--- Provided records Enclosed Below ---

//! Privacy-preserving event types for the Zone Key agent.
//!
//! These types capture ONLY timing and classification flags - never key
//! content. Pointer coordinates are consumed by the accumulator and are not
//! retained beyond the previous sample.

use chrono::{DateTime, Utc};
use serde::{Deserialize, Serialize};

/// Press or release of a key.
#[derive(Debug, Clone, Copy, PartialEq, Eq, Serialize, Deserialize)]
pub enum KeyEventKind {
    Press,
    Release,
}

/// A keyboard event capturing timing and coarse classification.
///
/// Privacy guarantee: no key codes, characters, or any content is captured.
/// The only per-key information retained is whether the key was a
/// backspace/delete (mistype counting) or a modifier.
#[derive(Debug, Clone, Copy, Serialize, Deserialize)]
pub struct KeyEvent {
    /// Timestamp when the event occurred
    pub timestamp: DateTime<Utc>,
    /// Press or release
    pub kind: KeyEventKind,
    /// Whether the key was backspace or delete
    pub is_backspace: bool,
    /// Whether the key was a modifier (shift, ctrl, alt, cmd)
    pub is_modifier: bool,
}

impl KeyEvent {
    pub fn press(is_backspace: bool, is_modifier: bool) -> Self {
        Self::press_at(Utc::now(), is_backspace, is_modifier)
    }

    pub fn press_at(timestamp: DateTime<Utc>, is_backspace: bool, is_modifier: bool) -> Self {
        Self {
            timestamp,
            kind: KeyEventKind::Press,
            is_backspace,
            is_modifier,
        }
    }

    pub fn release() -> Self {
        Self::release_at(Utc::now())
    }

    pub fn release_at(timestamp: DateTime<Utc>) -> Self {
        Self {
            timestamp,
            kind: KeyEventKind::Release,
            is_backspace: false,
            is_modifier: false,
        }
    }

    pub fn is_press(&self) -> bool {
        self.kind == KeyEventKind::Press
    }
}

/// Pointer button classification.
#[derive(Debug, Clone, Copy, PartialEq, Eq, Serialize, Deserialize)]
pub enum PointerButton {
    Left,
    Right,
    Other,
}

/// Kind of pointer event.
#[derive(Debug, Clone, Copy, PartialEq, Serialize, Deserialize)]
pub enum PointerEventKind {
    /// Cursor moved to an absolute position (screen pixels).
    Moved { x: f64, y: f64 },
    /// A button changed state.
    Button { button: PointerButton, pressed: bool },
}

/// A pointer event.
#[derive(Debug, Clone, Copy, Serialize, Deserialize)]
pub struct PointerEvent {
    /// Timestamp when the event occurred
    pub timestamp: DateTime<Utc>,
    pub kind: PointerEventKind,
}

impl PointerEvent {
    pub fn moved(x: f64, y: f64) -> Self {
        Self::moved_at(Utc::now(), x, y)
    }

    pub fn moved_at(timestamp: DateTime<Utc>, x: f64, y: f64) -> Self {
        Self {
            timestamp,
            kind: PointerEventKind::Moved { x, y },
        }
    }

    pub fn button(button: PointerButton, pressed: bool) -> Self {
        Self::button_at(Utc::now(), button, pressed)
    }

    pub fn button_at(timestamp: DateTime<Utc>, button: PointerButton, pressed: bool) -> Self {
        Self {
            timestamp,
            kind: PointerEventKind::Button { button, pressed },
        }
    }
}

/// Unified event type delivered by input listeners.
#[derive(Debug, Clone, Copy, Serialize, Deserialize)]
pub enum InputEvent {
    Key(KeyEvent),
    Pointer(PointerEvent),
}

impl InputEvent {
    pub fn timestamp(&self) -> DateTime<Utc> {
        match self {
            InputEvent::Key(e) => e.timestamp,
            InputEvent::Pointer(e) => e.timestamp,
        }
    }
}

#[cfg(test)]
mod tests {
    use super::*;

    #[test]
    fn test_press_event_flags() {
        let event = KeyEvent::press(true, false);
        assert!(event.is_press());
        assert!(event.is_backspace);
        assert!(!event.is_modifier);
    }

    #[test]
    fn test_release_carries_no_flags() {
        let event = KeyEvent::release();
        assert!(!event.is_press());
        assert!(!event.is_backspace);
    }
}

--- End of Enclosed Provided records ---

▶ _Assignment_: Set every record down again, exactly as given.

▶ _Problem solution_:
//! Privacy-preserving event types for the Zone Key agent.
//!
//! These types capture ONLY timing and classification flags - never key
//! content. Pointer coordinates are consumed by the accumulator and are not
//! retained beyond the previous sample.

use chrono::{DateTime, Utc};
use serde::{Deserialize, Serialize};

/// Press or release of a key.
#[derive(Debug, Clone, Copy, PartialEq, Eq, Serialize, Deserialize)]
pub enum KeyEventKind {
    Press,
    Release,
}

/// A keyboard event capturing timing and coarse classification.
///
/// Privacy guarantee: no key codes, characters, or any content is captured.
/// The only per-key information retained is whether the key was a
/// backspace/delete (mistype counting) or a modifier.
#[derive(Debug, Clone, Copy, Serialize, Deserialize)]
pub struct KeyEvent {
    /// Timestamp when the event occurred
    pub timestamp: DateTime<Utc>,
    /// Press or release
    pub kind: KeyEventKind,
    /// Whether the key was backspace or delete
    pub is_backspace: bool,
    /// Whether the key was a modifier (shift, ctrl, alt, cmd)
    pub is_modifier: bool,
}

impl KeyEvent {
    pub fn press(is_backspace: bool, is_modifier: bool) -> Self {
        Self::press_at(Utc::now(), is_backspace, is_modifier)
    }

    pub fn press_at(timestamp: DateTime<Utc>, is_backspace: bool, is_modifier: bool) -> Self {
        Self {
            timestamp,
            kind: KeyEventKind::Press,
            is_backspace,
            is_modifier,
        }
    }

    pub fn release() -> Self {
        Self::release_at(Utc::now())
    }

    pub fn release_at(timestamp: DateTime<Utc>) -> Self {
        Self {
            timestamp,
            kind: KeyEventKind::Release,
            is_backspace: false,
            is_modifier: false,
        }
    }

    pub fn is_press(&self) -> bool {
        self.kind == KeyEventKind::Press
    }
}

/// Pointer button classification.
#[derive(Debug, Clone, Copy, PartialEq, Eq, Serialize, Deserialize)]
pub enum PointerButton {
    Left,
    Right,
    Other,
}

/// Kind of pointer event.
#[derive(Debug, Clone, Copy, PartialEq, Serialize, Deserialize)]
pub enum PointerEventKind {
    /// Cursor moved to an absolute position (screen pixels).
    Moved { x: f64, y: f64 },
    /// A button changed state.
    Button { button: PointerButton, pressed: bool },
}

/// A pointer event.
#[derive(Debug, Clone, Copy, Serialize, Deserialize)]
pub struct PointerEvent {
    /// Timestamp when the event occurred
    pub timestamp: DateTime<Utc>,
    pub kind: PointerEventKind,
}

impl PointerEvent {
    pub fn moved(x: f64, y: f64) -> Self {
        Self::moved_at(Utc::now(), x, y)
    }

    pub fn moved_at(timestamp: DateTime<Utc>, x: f64, y: f64) -> Self {
        Self {
            timestamp,
            kind: PointerEventKind::Moved { x, y },
        }
    }

    pub fn button(button: PointerButton, pressed: bool) -> Self {
        Self::button_at(Utc::now(), button, pressed)
    }

    pub fn button_at(timestamp: DateTime<Utc>, button: PointerButton, pressed: bool) -> Self {
        Self {
            timestamp,
            kind: PointerEventKind::Button { button, pressed },
        }
    }
}

/// Unified event type delivered by input listeners.
#[derive(Debug, Clone, Copy, Serialize, Deserialize)]
pub enum InputEvent {
    Key(KeyEvent),
    Pointer(PointerEvent),
}

impl InputEvent {
    pub fn timestamp(&self) -> DateTime<Utc> {
        match self {
            InputEvent::Key(e) => e.timestamp,
            InputEvent::Pointer(e) => e.timestamp,
        }
    }
}

#[cfg(test)]
mod tests {
    use super::*;

    #[test]
    fn test_press_event_flags() {
        let event = KeyEvent::press(true, false);
        assert!(event.is_press());
        assert!(event.is_backspace);
        assert!(!event.is_modifier);
    }

    #[test]
    fn test_release_carries_no_flags() {
        let event = KeyEvent::release();
        assert!(!event.is_press());
        assert!(!event.is_backspace);
    }
}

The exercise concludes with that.